A Orani, il suo paese, veniva chiamata “Mariannedda ‘e sos Battor Moros”. Marianna Bussalai (1904-1947), poetessa e attivista del partito sardo d'azione, è stata una delle più importanti figure dell'antifascismo in Sardegna, una militante tanto presente e radicata nel suo tempo quanto dimenticata dalla Storia scritta sui libri.

Sardigna non est Italia

«Il mio sardismo - scriveva in una lettera inviata a Titino Melis - data da prima che il Partito Sardo d'Azione sorgesse, cioè da quando, sui banchi delle scuole elementari, mi chiedevo umiliata perché nella storia d'Italia non si parlasse mai della Sardegna. Giunsi a comprendere che la Sardegna non era Italia e doveva avere una storia a parte». Un impegno, il suo, che traspare dalla fitta corrispondenza con i colleghi di partito e gli amici come Emilio Lussu, Luigi Oggiano, Titino Melis, Pietro Mastino; e soprattutto con Mariangela Maccioni e Graziella Sechi (moglie di Dino Giacobbe), le due amiche che, con lei, formavano quella che venne definita la triade nuorese.

Il centro del mondo

I grandi occhi che scrutano il mondo dai ritratti in bianco e nero non lasciano trasparire la sofferenza patita per una malattia alle ossa che l'aveva afflitta per tutta la vita, fin da bambina. Il corpo minato era la sua sofferenza ma non la sua prigione. Era andata a scuola fino alla quarta elementare, poi – proprio per via della disabilità che le procurava fortissimi dolori alle articolazioni, debolezza e febbre – non ha potuto frequentare a Nuoro i corsi di studio superiori; aveva tuttavia una cultura immensa, coltivata da autodidatta sui testi di storia, di letteratura italiana e russa, di filosofia e politica. La sua casa - che era stata la residenza estiva dei vescovi di Ottana quando nel 1500 venne acquistata dalla famiglia Angioy (la stessa di Giomaria Angioy), i nobili da cui discende il ramo dei Bussalai - era il centro del mondo. Qui arrivavano i compagni di partito per le riunioni segrete; gli intellettuali che discutevano di libri e di arte; ma bussavano pure i compaesani, uomini e donne analfabeti, che lei aiutava spiegando loro un articolo del giornale, insegnandogli a firmare, a scrivere e a leggere. La cultura, diceva, è libertà, soprattutto per una donna. Proprio per questo organizzava le sue lezioni per le contadine, le tessitrici, le madri di famiglia che impararono anche a far di conto, oltre alle nozioni di storia, di economia domestica, di letteratura.

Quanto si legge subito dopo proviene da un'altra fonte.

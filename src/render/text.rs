//! Linearized Markdown rendering
//!
//! Walks the main content of a page depth-first with an explicit stack and
//! emits one token per recognized element. Tokens are concatenated without
//! separators; each token carries its own line breaks.

use crate::crawler::parser::{extract_title, image_source};
use crate::render::node::{ListKind, NodeKind};
use crate::render::AssetMap;
use crate::url::resolve;
use chrono::{DateTime, Local};
use scraper::{ElementRef, Html, Node, Selector};
use std::fmt;
use url::Url;

/// Title used when a page has no `<title>`
pub const DEFAULT_TITLE: &str = "Web Page";

/// One emitted piece of the text document
#[derive(Debug, Clone, PartialEq, Eq)]
pub enum Token {
    Heading { level: u8, text: String },
    Paragraph(String),
    Link { text: String, href: String },
    Image { alt: String, src: String },
    InlineCode(String),
    CodeBlock(String),
    ListItem { list: ListKind, text: String },
}

impl fmt::Display for Token {
    fn fmt(&self, f: &mut fmt::Formatter<'_>) -> fmt::Result {
        match self {
            Self::Heading { level, text } => {
                write!(f, "\n{} {}\n", "#".repeat(usize::from(*level)), text)
            }
            Self::Paragraph(text) => write!(f, "\n{}\n", text),
            Self::Link { text, href } => write!(f, "[{}]({})", text, href),
            Self::Image { alt, src } => write!(f, "\n![{}]({})\n", alt, src),
            Self::InlineCode(text) => write!(f, "`{}`", text),
            Self::CodeBlock(text) => write!(f, "\n```\n{}\n```\n", text),
            Self::ListItem { list, text } => write!(f, "{}{}\n", list.marker(), text),
        }
    }
}

/// Traversal context for one pending element
#[derive(Clone, Copy)]
struct Frame<'a> {
    element: ElementRef<'a>,
    /// Inside a heading or paragraph
    in_text_container: bool,
    in_preformatted: bool,
    /// Kind of the direct parent when it is a list
    parent_list: Option<ListKind>,
}

/// Renders a complete Markdown document: metadata header followed by the body
pub fn render_markdown(
    document: &Html,
    page_url: &Url,
    base_url: &Url,
    assets: &AssetMap,
    retrieved_at: DateTime<Local>,
) -> String {
    let title = extract_title(document);
    let mut output = markdown_header(title.as_deref(), page_url, retrieved_at);
    for token in tokenize(document, base_url, assets) {
        output.push_str(&token.to_string());
    }
    output
}

/// Formats the metadata header placed above the rendered body
pub fn markdown_header(title: Option<&str>, page_url: &Url, retrieved_at: DateTime<Local>) -> String {
    format!(
        "# {}\n\nSource: {}\nScraped: {}\n\n---\n\n",
        title.unwrap_or(DEFAULT_TITLE),
        page_url,
        retrieved_at.format("%Y-%m-%d %H:%M:%S")
    )
}

/// Produces the body tokens of a document in document order
///
/// Images found in `assets` point at their local copy; any other image
/// points at its absolute remote URL.
pub fn tokenize(document: &Html, base_url: &Url, assets: &AssetMap) -> Vec<Token> {
    let root = content_root(document);
    let mut tokens = Vec::new();

    let mut stack = Vec::new();
    push_children(
        &mut stack,
        Frame {
            element: root,
            in_text_container: false,
            in_preformatted: false,
            parent_list: None,
        },
        NodeKind::classify(root.value().name()),
    );

    while let Some(frame) = stack.pop() {
        let kind = NodeKind::classify(frame.element.value().name());
        if kind == NodeKind::Boilerplate {
            continue;
        }

        if let Some(token) = token_for(kind, &frame, base_url, assets) {
            tokens.push(token);
        }

        push_children(&mut stack, frame, kind);
    }

    tokens
}

/// Picks the subtree holding the page's main content
fn content_root(document: &Html) -> ElementRef<'_> {
    ["main", "article", "body"]
        .iter()
        .filter_map(|tag| Selector::parse(tag).ok())
        .find_map(|selector| document.select(&selector).next())
        .unwrap_or_else(|| document.root_element())
}

/// Pushes element children in reverse so they pop in document order
fn push_children<'a>(stack: &mut Vec<Frame<'a>>, parent: Frame<'a>, kind: NodeKind) {
    let children: Vec<ElementRef<'a>> = parent
        .element
        .children()
        .filter_map(ElementRef::wrap)
        .collect();

    let parent_list = ListKind::from_tag(parent.element.value().name());
    for element in children.into_iter().rev() {
        stack.push(Frame {
            element,
            in_text_container: parent.in_text_container || kind.is_text_container(),
            in_preformatted: parent.in_preformatted || kind == NodeKind::Preformatted,
            parent_list,
        });
    }
}

fn token_for(kind: NodeKind, frame: &Frame<'_>, base_url: &Url, assets: &AssetMap) -> Option<Token> {
    let element = frame.element;

    match kind {
        NodeKind::Heading(level) => Some(Token::Heading {
            level,
            text: visible_text(element).trim().to_string(),
        }),
        NodeKind::Paragraph => {
            let text = visible_text(element).trim().to_string();
            (!text.is_empty()).then_some(Token::Paragraph(text))
        }
        NodeKind::Anchor => {
            if frame.in_text_container {
                return None;
            }
            let text = visible_text(element).trim().to_string();
            let href = element.value().attr("href").unwrap_or("").trim();
            (!text.is_empty() && !href.is_empty()).then(|| Token::Link {
                text,
                href: href.to_string(),
            })
        }
        NodeKind::Image => {
            let source = image_source(element.value())?;
            let alt = element.value().attr("alt").unwrap_or("image").to_string();
            Some(Token::Image {
                alt,
                src: image_target(source, base_url, assets),
            })
        }
        NodeKind::InlineCode => {
            if frame.in_preformatted {
                return None;
            }
            let text = visible_text(element);
            (!text.is_empty()).then_some(Token::InlineCode(text))
        }
        NodeKind::Preformatted => Some(Token::CodeBlock(visible_text(element).trim().to_string())),
        NodeKind::ListItem => {
            let list = frame.parent_list?;
            let text = visible_text(element)
                .split_whitespace()
                .collect::<Vec<_>>()
                .join(" ");
            (!text.is_empty()).then_some(Token::ListItem { list, text })
        }
        NodeKind::Boilerplate | NodeKind::Other => None,
    }
}

/// Local path for a localized image, otherwise the absolute remote URL
fn image_target(source: &str, base_url: &Url, assets: &AssetMap) -> String {
    match resolve(base_url, source) {
        Ok(absolute) => assets
            .get(absolute.as_str())
            .cloned()
            .unwrap_or_else(|| absolute.to_string()),
        Err(_) => source.to_string(),
    }
}

/// Concatenated text of an element, leaving out boilerplate subtrees
fn visible_text(element: ElementRef<'_>) -> String {
    let mut text = String::new();
    let mut stack = vec![*element];

    while let Some(node) = stack.pop() {
        match node.value() {
            Node::Text(chunk) => text.push_str(chunk),
            Node::Element(el) if NodeKind::classify(el.name()) == NodeKind::Boilerplate => {}
            _ => {
                let children: Vec<_> = node.children().collect();
                stack.extend(children.into_iter().rev());
            }
        }
    }

    text
}
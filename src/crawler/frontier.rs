//! Breadth-first crawl frontier
//!
//! This module handles:
//! - FIFO queue management for URLs to crawl
//! - The visited set and page budget
//! - Admission of discovered links through the crawl filter

use crate::config::CrawlerConfig;
use crate::state::VisitedSet;
use crate::url::{check_crawlable, extract_host, normalize_url, CrawlScope};
use std::collections::{HashSet, VecDeque};
use url::Url;

/// A URL queued for fetching with its link distance from the seed
#[derive(Debug, Clone, PartialEq, Eq)]
pub struct CrawlTarget {
    /// Normalized URL to fetch
    pub url: String,

    /// Number of link hops from the seed (seed is 0)
    pub depth: u32,
}

/// Frontier manages the queue of pending URLs and the visited set
///
/// Targets leave the queue in exactly the order they were admitted, so all
/// pages at depth `d` are processed before any page at depth `d + 1`.
#[derive(Debug)]
pub struct Frontier {
    /// Pending targets in admission order
    queue: VecDeque<CrawlTarget>,

    /// URLs currently waiting in `queue`
    queued: HashSet<String>,

    /// Every URL dequeued and accepted for processing
    visited: VisitedSet,

    /// Depth, budget and domain limits for this run
    scope: CrawlScope,
}

impl Frontier {
    /// Creates a frontier seeded with one URL at depth 0
    pub fn new(seed: &Url, config: &CrawlerConfig) -> Self {
        let scope = CrawlScope {
            max_depth: config.max_depth,
            max_pages: config.max_pages,
            same_domain: config.same_domain,
            seed_host: extract_host(seed),
        };

        let mut frontier = Self {
            queue: VecDeque::new(),
            queued: HashSet::new(),
            visited: VisitedSet::new(),
            scope,
        };
        frontier.push(normalize_url(seed.as_str()), 0);
        frontier
    }

    /// Returns the next target to process, marking it visited
    ///
    /// Queued targets are checked again on the way out: a URL admitted twice
    /// before its first visit, or one that no longer fits the budget, is
    /// dropped here. Dropped targets are not marked visited.
    ///
    /// # Returns
    ///
    /// * `Some((target, url))` - A target that is now marked visited
    /// * `None` - The queue is drained or the page budget is spent
    pub fn next_target(&mut self) -> Option<(CrawlTarget, Url)> {
        while self.has_budget() {
            let target = self.queue.pop_front()?;
            self.queued.remove(&target.url);

            match check_crawlable(&target.url, target.depth, &self.visited, &self.scope) {
                Ok(url) => {
                    self.visited.insert(target.url.clone());
                    return Some((target, url));
                }
                Err(reason) => {
                    tracing::debug!("Dropping queued URL {}: {:?}", target.url, reason);
                }
            }
        }

        None
    }

    /// Admits discovered links at the given depth
    ///
    /// Each link goes through the crawl filter against the current visited
    /// set. Links already waiting in the queue are not admitted again.
    ///
    /// # Returns
    ///
    /// The number of links added to the queue
    pub fn enqueue_links<I, S>(&mut self, links: I, depth: u32) -> usize
    where
        I: IntoIterator<Item = S>,
        S: AsRef<str>,
    {
        let mut added = 0;

        for link in links {
            let link = link.as_ref();
            match check_crawlable(link, depth, &self.visited, &self.scope) {
                Ok(url) => {
                    if self.push(normalize_url(url.as_str()), depth) {
                        added += 1;
                    }
                }
                Err(reason) => {
                    tracing::trace!("Not queueing {}: {:?}", link, reason);
                }
            }
        }

        added
    }

    /// Appends a target unless the same URL is already waiting
    fn push(&mut self, url: String, depth: u32) -> bool {
        if !self.queued.insert(url.clone()) {
            return false;
        }
        self.queue.push_back(CrawlTarget { url, depth });
        true
    }

    /// Returns true while the visited set is below the page budget
    pub fn has_budget(&self) -> bool {
        self.visited.len() < self.scope.max_pages
    }

    /// Returns the number of URLs waiting in the queue
    pub fn len(&self) -> usize {
        self.queue.len()
    }

    /// Returns whether the queue is empty
    pub fn is_empty(&self) -> bool {
        self.queue.is_empty()
    }

    /// Returns the visited set
    pub fn visited(&self) -> &VisitedSet {
        &self.visited
    }
}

Le irruzioni della polizia

La sua casa era un rifugio sicuro degli oppositori al regime. Michele Columbu la definì «un microcosmo, una remota cellula di resistenza al fascismo, in cui si accendono dibattiti, si affacciano dubbi e dissensi, serpeggiano invidie come nelle grandi città». In questa antica dimora v'era una botola sotterranea, un passaggio remoto e inaccessibile agli estranei; tanto che lei, abituata alle continue irruzioni della polizia, nascosto il compagno di turno se ne stava tranquilla, seduta sulla poltroncina più comoda con il telaio del ricamo in mano, in paziente attesa della fine della perquisizione. Una volta aveva nascosto anche Emilio Lussu. Il ricercato non venne trovato, ma in quei giorni la piccola donna di Orani rischiò davvero la galera e il confino. Un rischio che correva ogni volta in cui spediva le sue lettere - e lo sapeva bene Lorenza, la governante di casa Bussalai, che veniva mandata a recapitarle - o riceveva i messaggi postali degli amici, tutta gente tenuta d'occhio dalla polizia fascista e dai gerarchi del paese.

L’amicizia con Lussu

Ci fu un epico bisticcio con Emilio Lussu allorché lui propose l'alleanza con il Partito italiano d'Azione mentre lei sosteneva la causa dell'indipendentismo. Fu una grande amicizia, la loro. Lei lo ammirava e lo rispettava, lui la stimava e ne apprezzava lo spirito critico e l'indipendenza di giudizio fin dagli inizi della collaborazione con Il Solco, il giornale del partito. «Tranne imprevisti di sequestro - le scriveva il 2 settembre del 1925 - la sua corrispondenza verrà pubblicata domani e Il Solco la ringrazia a nome mio dell'interessamento per la vita del nostro movimento. Con ossequi, suo affettuoso Emilio Lussu».